◆ **What to produce**: Reproduce only the stretch of entries below that begins at the first line and ends at the line holding "pub fn init()".

◆ **Exercise data**:
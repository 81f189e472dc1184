//! Development-time tracing.
//!
//! Tracing goes to stderr and is controlled by `RUST_LOG`. It is not part of
//! the product output: run records under `.coder/runs/` (`run_log`) are
//! always written regardless of the filter.

use tracing_subscriber::{EnvFilter, fmt, layer::SubscriberExt, util::SubscriberInitExt};

/// Initialize tracing subscriber for development logging.
///
/// Reads `RUST_LOG` env var. Defaults to `warn` if unset.
/// Output: stderr, compact format.
///
/// # Example
/// ```bash
/// RUST_LOG=coder=info coder run --requirements "reverse a string"
/// ```
pub fn init() {
    let filter = EnvFilter::try_from_default_env().unwrap_or_else(|_| EnvFilter::new("warn"));

    tracing_subscriber::registry()
        .with(filter)
        .with(fmt::layer().with_writer(std::io::stderr).compact())
        .init();
}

◆ **Task solution**:
repository 81f189e472dc1184
//! Development-time tracing.
//!
//! Tracing goes to stderr and is controlled by `RUST_LOG`. It is not part of
//! the product output: run records under `.coder/runs/` (`run_log`) are
//! always written regardless of the filter.

use tracing_subscriber::{EnvFilter, fmt, layer::SubscriberExt, util::SubscriberInitExt};

/// Initialize tracing subscriber for development logging.
///
/// Reads `RUST_LOG` env var. Defaults to `warn` if unset.
/// Output: stderr, compact format.
///
/// # Example
/// ```bash
/// RUST_LOG=coder=info coder run --requirements "reverse a string"
/// ```
pub fn init() {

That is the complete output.